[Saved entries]
-----
//! Runtime error types for the simulator
//!
//! This module defines [`RuntimeError`], which represents all errors that can
//! occur during execution (as opposed to well-formedness errors raised by the
//! loader).
//!
//! [`RuntimeError::Fault`] is the panic class: the engine ends the trace and
//! records it in the verdict. Every other variant means the model is ill-typed
//! in a way the structural check cannot see, and is returned to the host.

use crate::memory::StorageError;
use crate::program::ast::Location;
use serde::{Deserialize, Serialize};
use std::fmt;
use thiserror::Error;

/// Panic-class fault kinds reported in the verdict
#[derive(Debug, Clone, Copy, PartialEq, Eq, Hash, Serialize, Deserialize)]
pub enum FaultKind {
    NilDereference,
    DanglingPointer,
    IndexOutOfRange,
    NilMapWrite,
}

impl fmt::Display for FaultKind {
    fn fmt(&self, f: &mut fmt::Formatter<'_>) -> fmt::Result {
        let name = match self {
            FaultKind::NilDereference => "nil dereference",
            FaultKind::DanglingPointer => "dangling pointer",
            FaultKind::IndexOutOfRange => "index out of range",
            FaultKind::NilMapWrite => "nil map write",
        };
        f.write_str(name)
    }
}

/// Runtime errors that can occur during execution
#[derive(Debug, Clone, PartialEq, Error)]
pub enum RuntimeError {
    /// Panic-class fault; ends the trace
    #[error("{kind} at {location}: {detail}")]
    Fault {
        kind: FaultKind,
        detail: String,
        location: Location,
    },

    #[error("kind mismatch at {location}: expected {expected}, got {got}")]
    KindMismatch {
        expected: String,
        got: String,
        location: Location,
    },

    #[error("undefined variable '{name}' at {location}")]
    UndefinedVariable { name: String, location: Location },

    #[error("undefined function '{name}' at {location}")]
    UndefinedFunction { name: String, location: Location },

    #[error("no field '{field}' at {location}")]
    MissingField { field: String, location: Location },

    /// Storage is inconsistent with the program (bad address, missing frame)
    #[error("invalid storage state at {location}: {message}")]
    InvalidState { message: String, location: Location },

    /// The host aborted the trace
    #[error("aborted at {location}")]
    Aborted { location: Location },
}

impl RuntimeError {
    pub fn location(&self) -> &Location {
        match self {
            RuntimeError::Fault { location, .. }
            | RuntimeError::KindMismatch { location, .. }
            | RuntimeError::UndefinedVariable { location, .. }
            | RuntimeError::UndefinedFunction { location, .. }
            | RuntimeError::MissingField { location, .. }
            | RuntimeError::InvalidState { location, .. }
            | RuntimeError::Aborted { location } => location,
        }
    }

    /// Fault kind, if this is a panic-class error
    pub fn fault_kind(&self) -> Option<FaultKind> {
        match self {
            RuntimeError::Fault { kind, .. } => Some(*kind),
            _ => None,
        }
    }

    pub fn kind_mismatch(
        expected: impl Into<String>,
        got: impl Into<String>,
        location: &Location,
    ) -> Self {
        RuntimeError::KindMismatch {
            expected: expected.into(),
            got: got.into(),
            location: location.clone(),
        }
    }

    /// Attach a location to a storage failure and classify it
    pub fn from_storage(err: StorageError, location: Location) -> Self {
        let detail = err.to_string();
        let kind = match err {
            StorageError::NilDereference => FaultKind::NilDereference,
            StorageError::Dangling(_) => FaultKind::DanglingPointer,
            StorageError::IndexOutOfRange { .. } => FaultKind::IndexOutOfRange,
            StorageError::NilMapWrite => FaultKind::NilMapWrite,
            StorageError::KindMismatch { expected, got } => {
                return RuntimeError::KindMismatch {
                    expected: expected.to_string(),
                    got: got.to_string(),
                    location,
                };
            }
            StorageError::MissingField(field) => {
                return RuntimeError::MissingField { field, location };
            }
            StorageError::InvalidAddress(..) | StorageError::NoFrame => {
                return RuntimeError::InvalidState {
                    message: detail,
                    location,
                };
            }
        };
        RuntimeError::Fault {
            kind,
            detail,
            location,
        }
    }
}

/// Attach a statement location to storage results
pub(crate) trait AtLocation<T> {
    fn at(self, location: &Location) -> Result<T, RuntimeError>;
}

impl<T> AtLocation<T> for Result<T, StorageError> {
    fn at(self, location: &Location) -> Result<T, RuntimeError> {
        self.map_err(|err| RuntimeError::from_storage(err, location.clone()))
    }
}

#[cfg(test)]
mod tests {
    use super::*;

    #[test]
    fn test_storage_faults_are_panic_class() {
        let location = Location::new("main", 3);
        let err = RuntimeError::from_storage(StorageError::NilDereference, location.clone());
        assert_eq!(err.fault_kind(), Some(FaultKind::NilDereference));
        assert_eq!(err.location(), &location);

        let err = RuntimeError::from_storage(StorageError::Dangling(0x8), location.clone());
        assert_eq!(err.fault_kind(), Some(FaultKind::DanglingPointer));
    }

    #[test]
    fn test_kind_mismatch_is_not_a_fault() {
        let err = RuntimeError::from_storage(
            StorageError::KindMismatch {
                expected: "pointer",
                got: "primitive",
            },
            Location::new("f", 0),
        );
        assert_eq!(err.fault_kind(), None);
        assert_eq!(
            err.to_string(),
            "kind mismatch at f#0: expected pointer, got primitive"
        );
    }
}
-----
[Work required]:
Copy each line from the records above that includes the string "DanglingPointer".

[Finished task]:
    DanglingPointer,
            FaultKind::DanglingPointer => "dangling pointer",
            StorageError::Dangling(_) => FaultKind::DanglingPointer,
        assert_eq!(err.fault_kind(), Some(FaultKind::DanglingPointer));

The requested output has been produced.